I don't have the energy to think about Miles right now; I need to focus on Dad's health. The elevator reaches the sixth floor, and I step out, searching for room 629. When I finally push the door open, I see Dad lying in the bed. I rush to him, giving him the biggest hug.

"Dad!" I exclaim, squeezing him tightly. "I'm so happy you're alright." I hold him even tighter, grateful that nothing serious happened to him.

"Hey, easy there! I'm not going anywhere," he chuckles, but his eyes show concern. "How are you?"

"I'm fine, just worried about you," I reply, pulling back to look at him. "The doctors said you'll be okay, right?"

"They're optimistic," he assures me, but I can see the fatigue etched on his face. I've always been afraid of abandonment because of what my mom did to me. I wish I could travel back in time and fix their relationship. I fear I'll follow in my parents' footsteps—living in poverty and a broken marriage. I've never dated because I don't have the courage to love someone. In the end, I might end up hurting myself with love, just like my parents did.

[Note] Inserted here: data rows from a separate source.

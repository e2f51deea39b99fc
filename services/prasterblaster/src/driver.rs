//! The per-rank reprojection pipeline.
//!
//! Every rank runs [`run_rank`] with its own [`Coordinator`]. Rank 0 sizes
//! the output and creates the file; the geometry is broadcast so all ranks
//! agree on it, and each rank then reprojects and writes its own share of
//! the partitions through its own file handle.

use std::path::PathBuf;
use std::sync::Arc;
use std::time::Instant;

use anyhow::{Context, Result};
use chrono::Utc;
use metrics::counter;
use projection::{parse_srs, Projection};
use raster_common::{Area, Coordinate, GeoTransform, PixelType};
use reproject::{
    assign_partitions, broadcast_value, default_pixel_size, gather_values, output_geometry, partition,
    projected_minbox, raster_minbox, reproject_chunk, Coordinator, OutputGeometry, PixelBuffer,
    RasterChunk, RasterGrid, ReprojectConfig,
};
use sptw::{close_raster, create_raster, open_raster, PTiff, RasterDataset, RasterDescription};
use tracing::{debug, error, info, info_span};

use crate::report::{RankReport, RunReport};

const ROOT: usize = 0;

/// One reprojection job, identical on every rank.
#[derive(Debug, Clone)]
pub struct RunRequest {
    pub input: PathBuf,
    pub output: PathBuf,
    /// Overrides the projection stored in the input file.
    pub source_srs: Option<String>,
    pub target_srs: String,
    pub config: ReprojectConfig,
}

/// Run this rank's part of `request`.
///
/// Returns the gathered [`RunReport`] on the root rank and `None`
/// elsewhere. Any failure aborts the whole group so no rank is left
/// waiting at a collective.
pub fn run_rank<C: Coordinator + ?Sized>(request: &RunRequest, coordinator: &C) -> Result<Option<RunReport>> {
    let span = info_span!("rank", rank = coordinator.rank());
    let _enter = span.enter();

    match run(request, coordinator) {
        Ok(report) => Ok(report),
        Err(err) => {
            error!(error = %format!("{err:#}"), "Reprojection failed");
            coordinator.abort(&format!("rank {}: {err:#}", coordinator.rank()));
            Err(err)
        }
    }
}

fn run<C: Coordinator + ?Sized>(request: &RunRequest, coordinator: &C) -> Result<Option<RunReport>> {
    let started_at = Utc::now();
    let config = &request.config;
    config.validate().map_err(anyhow::Error::msg).context("invalid configuration")?;

    let mut dataset = RasterDataset::open(&request.input)
        .with_context(|| format!("failed to open input {}", request.input.display()))?;
    let source_gt = *dataset.geotransform();
    source_gt
        .validate_north_up()
        .with_context(|| format!("unsupported geotransform in {}", request.input.display()))?;

    let source_text = match (&request.source_srs, dataset.projection_text()) {
        (Some(text), _) => text.clone(),
        (None, Some(text)) => text.to_string(),
        (None, None) => anyhow::bail!(
            "{} carries no projection; pass --s_srs",
            request.input.display()
        ),
    };
    let source = load_projection(&source_text).context("invalid source projection")?;
    let target = load_projection(&request.target_srs).context("invalid target projection")?;

    let source_grid = RasterGrid {
        projection: Arc::clone(&source),
        ul: Coordinate::new(source_gt.ul_x(), source_gt.ul_y(), source.unit()),
        pixel_size: source_gt.pixel_size(),
        row_count: dataset.row_count(),
        column_count: dataset.column_count(),
    };
    let band_count = dataset.band_count();
    let pixel_type = dataset.pixel_type();

    let geometry = if coordinator.is_root() {
        let geometry = plan_output(&source_grid, &target, config)?;
        broadcast_value(coordinator, ROOT, Some(&geometry))?
    } else {
        broadcast_value::<OutputGeometry, _>(coordinator, ROOT, None)?
    };
    let destination_gt = GeoTransform::north_up(geometry.ul_x, geometry.ul_y, geometry.pixel_size);

    if coordinator.is_root() {
        let description = RasterDescription::new(
            geometry.column_count,
            geometry.row_count,
            band_count,
            pixel_type,
            destination_gt,
        );
        create_raster(&request.output, &description, &target)
            .with_context(|| format!("failed to create output {}", request.output.display()))?;
    }
    coordinator.barrier()?;

    let writer = open_raster(&request.output)
        .with_context(|| format!("failed to open output {}", request.output.display()))?;

    let destination_grid = RasterGrid {
        projection: Arc::clone(&target),
        ul: geometry.ul(target.unit()),
        pixel_size: geometry.pixel_size,
        row_count: geometry.row_count,
        column_count: geometry.column_count,
    };
    let partitions = partition(config, geometry.row_count, geometry.column_count)?;
    let assigned = assign_partitions(&partitions, coordinator.rank(), coordinator.size())?;
    info!(
        partitions = partitions.len(),
        assigned = assigned.len(),
        rows = geometry.row_count,
        columns = geometry.column_count,
        "Reprojecting"
    );

    let mut rank_report = RankReport {
        rank: coordinator.rank(),
        partitions: assigned.len(),
        ..Default::default()
    };
    let job = ChunkJob {
        source_grid: &source_grid,
        destination_grid: &destination_grid,
        destination_gt: &destination_gt,
        pixel_type,
        band_count,
        config,
    };
    for area in &assigned {
        job.run(area, &mut dataset, &writer, &mut rank_report)
            .with_context(|| format!("failed to reproject partition {area}"))?;
        counter!("prasterblaster_partitions_total").increment(1);
    }

    close_raster(writer).context("failed to close output")?;
    coordinator.barrier()?;

    let ranks = gather_values(coordinator, ROOT, &rank_report)?;
    Ok(ranks.map(|ranks| {
        let report = RunReport {
            input: request.input.clone(),
            output: request.output.clone(),
            started_at,
            finished_at: Utc::now(),
            processes: coordinator.size(),
            geometry,
            ranks,
        };
        let stats = report.total_stats();
        info!(
            pixels = stats.pixels,
            filled = stats.filled,
            elapsed_ms = report.elapsed_ms(),
            "Reprojection complete"
        );
        report
    }))
}

/// Size the output raster from the projected extent of the input.
pub fn plan_output(source: &RasterGrid, target: &Arc<Projection>, config: &ReprojectConfig) -> Result<OutputGeometry> {
    let minbox = projected_minbox(
        source.ul,
        &source.projection,
        source.pixel_size,
        source.row_count,
        source.column_count,
        target,
    );
    let pixel_size = config
        .pixel_size
        .unwrap_or_else(|| default_pixel_size(source.pixel_size, source.projection.unit(), target.unit()));
    let geometry = output_geometry(&minbox, pixel_size)?;
    info!(
        minbox = %minbox,
        pixel_size,
        rows = geometry.row_count,
        columns = geometry.column_count,
        "Output planned"
    );
    Ok(geometry)
}

/// Parse a PROJ or WKT definition.
pub fn load_projection(text: &str) -> Result<Arc<Projection>> {
    let spec = parse_srs(text).with_context(|| format!("cannot parse '{text}'"))?;
    let projection = Projection::new(spec)?;
    Ok(Arc::new(projection))
}

/// Everything a rank needs to turn one output area into pixels.
struct ChunkJob<'a> {
    source_grid: &'a RasterGrid,
    destination_grid: &'a RasterGrid,
    destination_gt: &'a GeoTransform,
    pixel_type: PixelType,
    band_count: usize,
    config: &'a ReprojectConfig,
}

impl ChunkJob<'_> {
    fn run(
        &self,
        area: &Area,
        dataset: &mut RasterDataset,
        writer: &PTiff,
        report: &mut RankReport,
    ) -> Result<()> {
        let mut destination = RasterChunk::empty(
            area,
            self.destination_gt,
            self.pixel_type,
            self.band_count,
            Arc::clone(&self.destination_grid.projection),
        );

        let source_area = raster_minbox(self.source_grid, self.destination_grid, area);
        if source_area.is_invalid() {
            debug!(area = %area, "Partition has no source pixels");
            destination.pixels =
                PixelBuffer::filled(self.pixel_type, destination.sample_count(), self.config.fill_value);
            report.empty_partitions += 1;
            report.stats.pixels += area.pixel_count();
            report.stats.filled += area.pixel_count();
        } else {
            let started = Instant::now();
            let source = dataset.read_chunk(&source_area, Arc::clone(&self.source_grid.projection))?;
            report.read_ms += elapsed_ms(started);

            let started = Instant::now();
            let stats = reproject_chunk(&source, &mut destination, self.config.fill_value, self.config.resampler)?;
            report.reproject_ms += elapsed_ms(started);
            report.stats.merge(stats);
        }

        let started = Instant::now();
        writer.write_raster_chunk(&destination)?;
        report.write_ms += elapsed_ms(started);
        Ok(())
    }
}

fn elapsed_ms(started: Instant) -> u64 {
    started.elapsed().as_millis() as u64
}
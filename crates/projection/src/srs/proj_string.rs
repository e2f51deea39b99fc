//! PROJ-style `+key=value` strings.

use std::collections::HashMap;
use std::fmt::Write;

use raster_common::Unit;

use super::{
    axes_and_inverse_flattening, proj_name, set_axes, set_slot, slot_value, slots, SrsError,
    SrsResult, NAMES,
};
use crate::constants::{Datum, ProjCode};
use crate::params::ProjectionSpec;
use crate::projection::Projection;

/// PROJ ellipsoid names for the datums PROJ knows under the same axes.
const ELLIPSOIDS: &[(Datum, &str)] = &[
    (Datum::Clarke1866, "clrk66"),
    (Datum::Clarke1880, "clrk80"),
    (Datum::Bessel, "bessel"),
    (Datum::International1909, "intl"),
    (Datum::Wgs72, "WGS72"),
    (Datum::Everest, "evrst30"),
    (Datum::Wgs66, "WGS66"),
    (Datum::Grs1980, "GRS80"),
    (Datum::Airy, "airy"),
    (Datum::ModifiedAiry, "mod_airy"),
    (Datum::Wgs84, "WGS84"),
    (Datum::AustralianNational, "aust_SA"),
    (Datum::Krassovsky, "krass"),
    (Datum::Helmert1906, "helmert"),
    (Datum::Sphere, "sphere"),
    (Datum::Wgs60, "WGS60"),
];

pub fn parse_proj_string(text: &str) -> SrsResult<ProjectionSpec> {
    let mut pairs: HashMap<&str, &str> = HashMap::new();
    for token in text.split_whitespace() {
        let token = token.trim_start_matches('+');
        if token.is_empty() {
            continue;
        }
        let (key, value) = token.split_once('=').unwrap_or((token, ""));
        pairs.insert(key, value);
    }

    let name = *pairs.get("proj").ok_or(SrsError::Empty)?;
    let number = |key: &str| -> SrsResult<Option<f64>> {
        match pairs.get(key) {
            None => Ok(None),
            Some(value) => value.parse().map(Some).map_err(|_| SrsError::InvalidValue {
                key: key.to_string(),
                value: value.to_string(),
            }),
        }
    };

    let code = match name {
        "longlat" | "latlong" | "lonlat" | "latlon" => ProjCode::Geographic,
        "stere" => {
            let polar = number("lat_0")?.is_some_and(|lat| (lat.abs() - 90.0).abs() < 1e-9);
            if polar {
                ProjCode::PolarStereographic
            } else {
                ProjCode::Stereographic
            }
        }
        other => NAMES
            .iter()
            .find(|(_, proj, _)| *proj == other)
            .map(|(code, _, _)| *code)
            .ok_or_else(|| SrsError::UnknownProjection(other.to_string()))?,
    };

    let mut spec = ProjectionSpec::new(code);
    for slot in slots(code) {
        if let Some(value) = number(slot.proj)? {
            set_slot(&mut spec, slot, value);
        }
    }

    match code {
        ProjCode::Utm => {
            let zone = number("zone")?.unwrap_or(0.0) as i32;
            spec.zone = if pairs.contains_key("south") { -zone } else { zone };
        }
        ProjCode::PolarStereographic if !pairs.contains_key("lat_ts") => {
            if let Some(lat_0) = number("lat_0")? {
                set_slot(&mut spec, &slots(code)[1], lat_0);
            }
        }
        ProjCode::EquidistantConic => {
            spec.params[8] = if pairs.contains_key("lat_2") { 1.0 } else { 0.0 };
        }
        ProjCode::HotineObliqueMercator => {
            let two_point = pairs.contains_key("lon_1") && !pairs.contains_key("alpha");
            spec.params[12] = if two_point { 0.0 } else { 1.0 };
        }
        _ => {}
    }

    if let Some(datum) = pairs.get("datum") {
        spec.datum = match datum.to_ascii_uppercase().as_str() {
            "WGS84" => Datum::Wgs84,
            "NAD83" => Datum::Grs1980,
            "NAD27" => Datum::Clarke1866,
            other => return Err(SrsError::InvalidValue {
                key: "datum".to_string(),
                value: other.to_string(),
            }),
        };
    }
    if let Some(ellps) = pairs.get("ellps") {
        spec.datum = ELLIPSOIDS
            .iter()
            .find(|(_, name)| name.eq_ignore_ascii_case(ellps))
            .map(|(datum, _)| *datum)
            .ok_or_else(|| SrsError::InvalidValue {
                key: "ellps".to_string(),
                value: ellps.to_string(),
            })?;
    }
    if let Some(radius) = number("R")? {
        set_axes(&mut spec, radius, radius);
    } else if let Some(a) = number("a")? {
        let b = match (number("b")?, number("rf")?) {
            (Some(b), _) => b,
            (None, Some(rf)) if rf != 0.0 => a * (1.0 - 1.0 / rf),
            _ => a,
        };
        set_axes(&mut spec, a, b);
    }

    if let Some(units) = pairs.get("units") {
        spec.unit = units.parse::<Unit>().map_err(|_| SrsError::InvalidValue {
            key: "units".to_string(),
            value: units.to_string(),
        })?;
    }
    Ok(spec)
}

/// PROJ string for a projection. State Plane has no PROJ equivalent here
/// and cannot be built as a [`Projection`] anyway.
pub fn to_proj_string(projection: &Projection) -> String {
    let spec = projection.spec();
    let code = spec.code;
    let mut out = format!("+proj={}", proj_name(code).unwrap_or("unknown"));

    match code {
        ProjCode::Utm => {
            let zone = projection.utm_zone().unwrap_or(spec.zone);
            let _ = write!(out, " +zone={}", zone.abs());
            if zone < 0 {
                out.push_str(" +south");
            }
        }
        ProjCode::PolarStereographic => {
            let lat_ts = slot_value(spec, &slots(code)[1]);
            let pole = if lat_ts < 0.0 { -90 } else { 90 };
            let _ = write!(out, " +lat_0={pole}");
        }
        _ => {}
    }

    for slot in slots(code) {
        let skip = match code {
            ProjCode::EquidistantConic => slot.index == 3 && spec.params[8] == 0.0,
            ProjCode::HotineObliqueMercator if spec.params[12] != 0.0 => {
                (8..=11).contains(&slot.index)
            }
            ProjCode::HotineObliqueMercator => slot.index == 3,
            _ => false,
        };
        if !skip {
            let _ = write!(out, " +{}={}", slot.proj, slot_value(spec, slot));
        }
    }

    match ELLIPSOIDS.iter().find(|(datum, _)| *datum == spec.datum) {
        Some((Datum::Wgs84, _)) => out.push_str(" +datum=WGS84"),
        Some((_, name)) => {
            let _ = write!(out, " +ellps={name}");
        }
        None => {
            let (a, rf) = axes_and_inverse_flattening(spec);
            if rf == 0.0 {
                let _ = write!(out, " +R={a}");
            } else {
                let _ = write!(out, " +a={a} +rf={rf}");
            }
        }
    }

    if !projection.unit().is_angular() {
        let _ = write!(out, " +units={}", projection.unit());
    }
    out.push_str(" +no_defs");
    out
}

#[cfg(test)]
mod tests {
    use super::*;

    fn round_trip(text: &str) -> ProjectionSpec {
        let spec = parse_proj_string(text).unwrap();
        let projection = Projection::new(spec.clone()).unwrap();
        let again = parse_proj_string(&to_proj_string(&projection)).unwrap();
        assert_eq!(again.code, spec.code);
        assert_eq!(again.datum, spec.datum);
        assert_eq!(again.unit, spec.unit);
        for (a, b) in again.params.iter().zip(spec.params.iter()) {
            assert!((a - b).abs() < 1e-6, "{text}: {a} != {b}");
        }
        again
    }

    #[test]
    fn test_utm_south() {
        let spec = round_trip("+proj=utm +zone=33 +south +datum=WGS84 +units=m +no_defs");
        assert_eq!(spec.code, ProjCode::Utm);
        assert_eq!(spec.zone, -33);
    }

    #[test]
    fn test_albers_conus() {
        let spec = round_trip(
            "+proj=aea +lat_1=29.5 +lat_2=45.5 +lat_0=23 +lon_0=-96 +x_0=0 +y_0=0 +ellps=GRS80 +units=m",
        );
        assert_eq!(spec.code, ProjCode::Albers);
        assert_eq!(spec.datum, Datum::Grs1980);
        assert_eq!(spec.params[2], 29_030_000.0);
        assert_eq!(spec.params[4], -96_000_000.0);
    }

    #[test]
    fn test_polar_stereographic_from_stere() {
        let spec = round_trip("+proj=stere +lat_0=-90 +lat_ts=-71 +lon_0=0 +datum=WGS84 +units=m");
        assert_eq!(spec.code, ProjCode::PolarStereographic);
        assert_eq!(spec.params[5], -71_000_000.0);

        let oblique = parse_proj_string("+proj=stere +lat_0=45 +lon_0=10").unwrap();
        assert_eq!(oblique.code, ProjCode::Stereographic);
    }

    #[test]
    fn test_sphere_radius_and_feet() {
        let spec = round_trip("+proj=sinu +lon_0=0 +R=6371007.181 +units=us-ft");
        assert_eq!(spec.datum, Datum::NotSet);
        assert_eq!(spec.params[0], 6371007.181);
        assert_eq!(spec.unit, Unit::Feet);
    }

    #[test]
    fn test_geographic() {
        let spec = round_trip("+proj=longlat +datum=WGS84 +no_defs");
        assert_eq!(spec.code, ProjCode::Geographic);
        assert_eq!(spec.unit, Unit::Degree);
    }

    #[test]
    fn test_unknown_projection() {
        assert!(matches!(
            parse_proj_string("+proj=bogus"),
            Err(SrsError::UnknownProjection(_))
        ));
        assert!(matches!(
            parse_proj_string("+proj=sinu +lon_0=abc"),
            Err(SrsError::InvalidValue { .. })
        ));
    }
}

Yet, there's a part of me that longs for someone. Someone who will make me smile on my hard days, willing to spend their life with me and learn about each other. But love comes with sorrow, and that's what I fear. Sometimes, people just fall out of love.

After I help him eat lunch, I tuck him back into bed, and he drifts off to sleep. I stand by the window, gazing out at the bustling city below, my thoughts turning back to Miles. The weight of my feelings for him presses down on me. What if I did say yes to him? Would I be making a mistake, or would it lead to something beautiful?

When I head home, I can't shake the feeling of emptiness. I haven't seen Miles in two days, and I kind of miss him?!? That sounds weird. I can't get him out of my head. He's there when I go to bed, when I shower, when I eat, when I walk. I want to forget him, but I just can't. Ughhh, what's wrong with me? I start rolling around in bed, thinking about him. Should I just call him? No, that would make me look desperate. I won't do that; it's too shameful.

Maybe I'll just quit my job and move to another state. All these thoughts are driving me crazy. I pick up my phone, scrolling through my contacts until I see his name. Should I send him a message? Just a simple "How are you?"

Before I can overthink it, I hit send. My heart races as I toss my phone on the bed, watching it vibrate. Will he reply? What if he doesn't? I bury my face in my pillow, trying to breathe through the anxiety.

Moments later, my phone buzzes. I quickly grab it, my heart pounding in my chest. It's Miles: "Hey! I've been thinking about you. Can we talk?"

I feel a rush of warmth, a mixture of excitement and dread. I can't avoid this any longer. I type back, "Sure, I'd like that."

As I hit send, a wave of uncertainty washes over me. What are we even going to talk about? My heart races with the possibilities—what if he really wants to be with me? What if he doesn't? The line between excitement and anxiety blurs as I prepare for whatever comes next.